- Task description:
Which lines of the records contain the word "struct"? Show each of them.

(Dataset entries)
//=== Tests ===============================================================

#[cfg(test)]
mod tests {
    use super::*;
    use crate::core::render::{Rect, Size};
    use std::cell::RefCell;
    use std::rc::Rc;

    //--- Test Helpers -----------------------------------------------------

    struct NoLayout;

    impl Layout for NoLayout {
        fn viewport(&self) -> Size {
            Size::new(1024.0, 768.0)
        }
        fn rect(&self, _target: Target) -> Option<Rect> {
            None
        }
    }

    /// Records lifecycle calls and optionally requests a follow-up scene.
    struct Recorder {
        log: Rc<RefCell<Vec<String>>>,
        name: &'static str,
        chain_to: Option<SceneId>,
    }

    impl Scene for Recorder {
        fn on_enter(&mut self, ctx: &mut GlobalContext, _layout: &dyn Layout) {
            self.log.borrow_mut().push(format!("enter {}", self.name));
            if let Some(next) = self.chain_to.take() {
                ctx.request_transition(next);
            }
        }

        fn on_exit(&mut self, _ctx: &mut GlobalContext, _layout: &dyn Layout) {
            self.log.borrow_mut().push(format!("exit {}", self.name));
        }

        fn handle_input(
            &mut self,
            _input: &InputEvent,
            _ctx: &mut GlobalContext,
            _layout: &dyn Layout,
        ) -> Handled {
            self.log.borrow_mut().push(format!("input {}", self.name));
            Handled::Consumed
        }
    }

    /// Catch and constellation recorders; the jar is left unregistered.
    fn manager_with_recorders() -> (SceneManager, Rc<RefCell<Vec<String>>>) {
        let log = Rc::new(RefCell::new(Vec::new()));
        let mut manager = SceneManager::new(800);
        for (key, name) in [
            (SceneId::Catch, "catch"),
            (SceneId::Constellation, "constellation"),
        ] {
            manager.register_scene(
                key,
                Recorder {
                    log: log.clone(),
                    name,
                    chain_to: None,
                },
            );
        }
        (manager, log)
    }

    //--- Transition Tests -------------------------------------------------

    #[test]
    fn transition_activates_exactly_one_scene() {
        let (mut manager, _) = manager_with_recorders();
        let mut ctx = GlobalContext::new();

        let outcome = manager.transition_to(SceneId::Catch, &mut ctx, &NoLayout);
        assert_eq!(
            outcome,
            Ok(TransitionOutcome {
                previous: None,
                current: SceneId::Catch
            })
        );
        assert_eq!(manager.active_count(), 1);
        assert_eq!(manager.visible_count(), 1);
        assert_eq!(manager.visibility(SceneId::Constellation), Some(SceneVisibility::Hidden));
    }

    #[test]
    fn outgoing_scene_fades_then_hides() {
        let (mut manager, _) = manager_with_recorders();
        let mut ctx = GlobalContext::new();
        manager.transition_to(SceneId::Catch, &mut ctx, &NoLayout).unwrap();
        ctx.take_commands();

        ctx.set_now(100);
        manager.transition_to(SceneId::Constellation, &mut ctx, &NoLayout).unwrap();
        assert_eq!(
            manager.visibility(SceneId::Catch),
            Some(SceneVisibility::FadingOut { hidden_at: 900 })
        );
        assert_eq!(manager.active_count(), 1);
        assert_eq!(manager.visible_count(), 2);

        let commands = ctx.take_commands();
        assert!(commands.contains(&Command::remove_class(
            Target::Scene(SceneId::Catch),
            CLASS_ACTIVE
        )));
        assert!(!commands.contains(&Command::add_class(
            Target::Scene(SceneId::Catch),
            CLASS_HIDDEN
        )));

        let due = ctx.timeline.take_due(900);
        assert_eq!(due.len(), 1);
        assert_eq!(due[0].step, Step::HideScene(SceneId::Catch));

        ctx.set_now(900);
        manager.hide_scene(SceneId::Catch, &mut ctx);
        assert_eq!(manager.visibility(SceneId::Catch), Some(SceneVisibility::Hidden));
        assert_eq!(
            ctx.take_commands(),
            vec![Command::add_class(Target::Scene(SceneId::Catch), CLASS_HIDDEN)]
        );
    }

    #[test]
    fn stale_hide_keeps_reactivated_scene_visible() {
        let (mut manager, _) = manager_with_recorders();
        let mut ctx = GlobalContext::new();
        manager.transition_to(SceneId::Catch, &mut ctx, &NoLayout).unwrap();
        manager.transition_to(SceneId::Constellation, &mut ctx, &NoLayout).unwrap();
        manager.transition_to(SceneId::Catch, &mut ctx, &NoLayout).unwrap();

        ctx.set_now(800);
        manager.hide_scene(SceneId::Catch, &mut ctx);
        assert_eq!(manager.visibility(SceneId::Catch), Some(SceneVisibility::Active));
    }

    #[test]
    fn earlier_hide_step_does_not_cut_a_later_fade_short() {
        let (mut manager, _) = manager_with_recorders();
        let mut ctx = GlobalContext::new();
        manager.transition_to(SceneId::Catch, &mut ctx, &NoLayout).unwrap();

        manager.transition_to(SceneId::Constellation, &mut ctx, &NoLayout).unwrap();
        ctx.set_now(100);
        manager.transition_to(SceneId::Catch, &mut ctx, &NoLayout).unwrap();
        ctx.set_now(200);
        manager.transition_to(SceneId::Constellation, &mut ctx, &NoLayout).unwrap();
        ctx.take_commands();

        // The hide step from the first fade is due at 800.
        ctx.set_now(800);
        manager.hide_scene(SceneId::Catch, &mut ctx);
        assert_eq!(
            manager.visibility(SceneId::Catch),
            Some(SceneVisibility::FadingOut { hidden_at: 1000 })
        );
        assert!(ctx.take_commands().is_empty());

        ctx.set_now(1000);
        manager.hide_scene(SceneId::Catch, &mut ctx);
        assert_eq!(manager.visibility(SceneId::Catch), Some(SceneVisibility::Hidden));
        assert_eq!(
            ctx.take_commands(),
            vec![Command::add_class(Target::Scene(SceneId::Catch), CLASS_HIDDEN)]
        );
    }

    #[test]
    fn unregistered_scene_is_a_validated_no_op() {
        let (mut manager, log) = manager_with_recorders();
        let mut ctx = GlobalContext::new();
        manager.transition_to(SceneId::Catch, &mut ctx, &NoLayout).unwrap();
        ctx.take_commands();
        let pending = ctx.timeline.len();

        let result = manager.transition_to(SceneId::WishingJar, &mut ctx, &NoLayout);
        assert_eq!(result, Err(SequenceError::SceneNotRegistered(SceneId::WishingJar)));
        assert_eq!(manager.active_scene(), Some(SceneId::Catch));
        assert!(ctx.take_commands().is_empty());
        assert_eq!(ctx.timeline.len(), pending);
        assert_eq!(log.borrow().as_slice(), ["enter catch"]);
    }

    #[test]
    fn unknown_identifier_is_rejected() {
        let (mut manager, _) = manager_with_recorders();
        let mut ctx = GlobalContext::new();

        let result = manager.transition_to_id("scene9", &mut ctx, &NoLayout);
        assert_eq!(result, Err(SequenceError::UnknownScene("scene9".to_string())));
        assert_eq!(manager.active_scene(), None);
        assert!(ctx.take_commands().is_empty());

        let result = manager.transition_to_id("scene3", &mut ctx, &NoLayout);
        assert!(result.is_ok());
        assert_eq!(manager.active_scene(), Some(SceneId::Constellation));
    }

    #[test]
    fn lifecycle_hooks_run_in_order() {
        let (mut manager, log) = manager_with_recorders();
        let mut ctx = GlobalContext::new();
        manager.transition_to(SceneId::Catch, &mut ctx, &NoLayout).unwrap();
        manager.transition_to(SceneId::Constellation, &mut ctx, &NoLayout).unwrap();

        assert_eq!(
            log.borrow().as_slice(),
            ["enter catch", "exit catch", "enter constellation"]
        );
    }

    #[test]
    fn queued_transitions_chain_through_on_enter() {
        let log = Rc::new(RefCell::new(Vec::new()));
        let mut manager = SceneManager::new(800);
        manager.register_default(
            SceneId::Catch,
            Recorder {
                log: log.clone(),
                name: "catch",
                chain_to: None,
            },
        );
        manager.register_scene(
            SceneId::Constellation,
            Recorder {
                log: log.clone(),
                name: "constellation",
                chain_to: Some(SceneId::WishingJar),
            },
        );
        manager.register_scene(
            SceneId::WishingJar,
            Recorder {
                log: log.clone(),
                name: "jar",
                chain_to: None,
            },
        );

        let mut ctx = GlobalContext::new();
        manager.start(&mut ctx, &NoLayout).unwrap();
        ctx.request_transition(SceneId::Constellation);
        manager.process_transitions(&mut ctx, &NoLayout);

        assert_eq!(manager.active_scene(), Some(SceneId::WishingJar));
        assert_eq!(manager.active_count(), 1);
    }

    //--- Dispatch Tests ---------------------------------------------------

    #[test]
    fn input_for_inactive_scene_is_ignored() {
        let (mut manager, log) = manager_with_recorders();
        let mut ctx = GlobalContext::new();
        manager.transition_to(SceneId::Catch, &mut ctx, &NoLayout).unwrap();

        let handled = manager.dispatch_input(&InputEvent::NextToJar, &mut ctx, &NoLayout);
        assert_eq!(handled, Handled::Ignored(IgnoreReason::SceneInactive));

        let handled = manager.dispatch_input(&InputEvent::CatchClick, &mut ctx, &NoLayout);
        assert_eq!(handled, Handled::Consumed);
        assert_eq!(log.borrow().last().map(String::as_str), Some("input catch"));
    }

    #[test]
    fn page_wide_input_is_unrelated() {
        let (mut manager, _) = manager_with_recorders();
        let mut ctx = GlobalContext::new();
        manager.transition_to(SceneId::Catch, &mut ctx, &NoLayout).unwrap();

        let handled = manager.dispatch_input(&InputEvent::PageClick, &mut ctx, &NoLayout);
        assert_eq!(handled, Handled::Ignored(IgnoreReason::Unrelated));
    }
}
//=========================================================================
// Message Queue Trait
//=========================================================================
//
// Type-erased view over a `Vec<M>` so queues of different message types
// can share one map inside the bus.
//
//=========================================================================

//=== External Dependencies ===============================================

use std::any::Any;

//=== Internal Dependencies ===============================================

use super::Message;

//=========================================================================

/// Type-erased queue storage.
pub(super) trait MessageQueue {
    /// Number of queued messages.
    fn len(&self) -> usize;

    fn as_any(&self) -> &dyn Any;

    fn as_any_mut(&mut self) -> &mut dyn Any;
}

impl<M: Message> MessageQueue for Vec<M> {
    fn len(&self) -> usize {
        Vec::len(self)
    }

    fn as_any(&self) -> &dyn Any {
        self
    }

    fn as_any_mut(&mut self) -> &mut dyn Any {
        self
    }
}

//=========================================================================
// Tests
//=========================================================================
//=========================================================================
// Letter Modal
//
// Stage two: the letter, shown as a modal over the catch scene. Its only
// interaction is the dismiss control; once dismissed, the constellation
// follows after the modal's closing transition.
//
// The catch scene stays active (and on screen) while the letter is open,
// so opening the letter is not a scene transition. Dismissing it is the
// only way out of scene 1.
//
//=========================================================================

//=== External Crates =====================================================
use log::{debug, info};

//=== Internal Modules ====================================================
use crate::core::globals::GlobalContext;
use crate::core::input::{Handled, IgnoreReason, InputEvent};
use crate::core::render::{Command, Target, CLASS_ACTIVE};
use crate::core::scene::SceneId;
use crate::core::timeline::{Millis, SceneStep};

//=== LetterState =========================================================

#[derive(Debug, Clone, Copy, PartialEq, Eq)]
pub enum LetterState {
    /// Not opened yet; the dismiss control is not on screen.
    Sealed,
    Open,
    Dismissed,
}

//=== LetterModal =========================================================

/// Handler for the letter modal.
#[derive(Debug)]
pub struct LetterModal {
    close_delay: Millis,
    state: LetterState,
}

impl LetterModal {
    /// After dismissal, the constellation follows by `close_delay` ms.
    pub fn new(close_delay: Millis) -> Self {
        Self {
            close_delay,
            state: LetterState::Sealed,
        }
    }

    pub fn state(&self) -> LetterState {
        self.state
    }

    /// Shows the modal. Only the first call has any effect.
    pub fn open(&mut self, ctx: &mut GlobalContext) {
        if self.state != LetterState::Sealed {
            debug!("Letter already {:?}", self.state);
            return;
        }
        self.state = LetterState::Open;
        ctx.emit(Command::add_class(Target::LetterModal, CLASS_ACTIVE));
        info!("Letter opened");
    }

    pub fn handle_input(&mut self, input: &InputEvent, ctx: &mut GlobalContext) -> Handled {
        match (input, self.state) {
            (InputEvent::CloseLetter, LetterState::Sealed) => {
                Handled::Ignored(IgnoreReason::NotReady)
            }
            (InputEvent::CloseLetter, LetterState::Dismissed) => {
                Handled::Ignored(IgnoreReason::AlreadyComplete)
            }
            (InputEvent::CloseLetter, LetterState::Open) => {
                self.state = LetterState::Dismissed;
                ctx.emit(Command::remove_class(Target::LetterModal, CLASS_ACTIVE));
                ctx.schedule(self.close_delay, SceneStep::LeaveLetter);
                Handled::Consumed
            }
            _ => Handled::Ignored(IgnoreReason::Unrelated),
        }
    }

    pub fn on_step(&mut self, step: SceneStep, ctx: &mut GlobalContext) {
        match step {
            SceneStep::LeaveLetter => ctx.request_transition(SceneId::Constellation),
            other => debug!("Letter ignoring step {:?}", other),
        }
    }
}

//=========================================================================
// Unit Tests
//=========================================================================

#[cfg(test)]
mod tests {
    use super::*;
    use crate::core::scene::SceneTransition;

    fn opened(close_delay: Millis) -> (LetterModal, GlobalContext) {
        let mut letter = LetterModal::new(close_delay);
        let mut ctx = GlobalContext::new();
        letter.open(&mut ctx);
        (letter, ctx)
    }

    #[test]
    fn open_shows_modal_once() {
        let (mut letter, mut ctx) = opened(500);
        assert_eq!(letter.state(), LetterState::Open);
        assert_eq!(
            ctx.take_commands(),
            vec![Command::add_class(Target::LetterModal, CLASS_ACTIVE)]
        );

        letter.open(&mut ctx);
        assert!(ctx.take_commands().is_empty());
        assert!(!ctx.message_bus.has_messages::<SceneTransition>());
    }

    #[test]
    fn dismiss_before_open_is_not_ready() {
        let mut letter = LetterModal::new(500);
        let mut ctx = GlobalContext::new();

        let handled = letter.handle_input(&InputEvent::CloseLetter, &mut ctx);
        assert_eq!(handled, Handled::Ignored(IgnoreReason::NotReady));
        assert_eq!(letter.state(), LetterState::Sealed);
        assert!(ctx.timeline.is_empty());
    }

    #[test]
    fn dismiss_closes_then_leaves_after_delay() {
        let (mut letter, mut ctx) = opened(500);
        ctx.take_commands();
        ctx.set_now(2_000);

        let handled = letter.handle_input(&InputEvent::CloseLetter, &mut ctx);
        assert_eq!(handled, Handled::Consumed);
        assert_eq!(letter.state(), LetterState::Dismissed);
        assert_eq!(
            ctx.take_commands(),
            vec![Command::remove_class(Target::LetterModal, CLASS_ACTIVE)]
        );
        assert_eq!(ctx.timeline.next_deadline(), Some(2_500));
        assert!(!ctx.message_bus.has_messages::<SceneTransition>());

        letter.on_step(SceneStep::LeaveLetter, &mut ctx);
        assert_eq!(
            ctx.message_bus.read::<SceneTransition>(),
            &[SceneTransition::To(SceneId::Constellation)]
        );
    }

    #[test]
    fn second_dismiss_is_ignored() {
        let (mut letter, mut ctx) = opened(500);
        letter.handle_input(&InputEvent::CloseLetter, &mut ctx);

        let handled = letter.handle_input(&InputEvent::CloseLetter, &mut ctx);
        assert_eq!(handled, Handled::Ignored(IgnoreReason::AlreadyComplete));
        assert_eq!(ctx.timeline.len(), 1);
    }
}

- Task response:
    struct NoLayout;
    struct Recorder {
pub struct LetterModal {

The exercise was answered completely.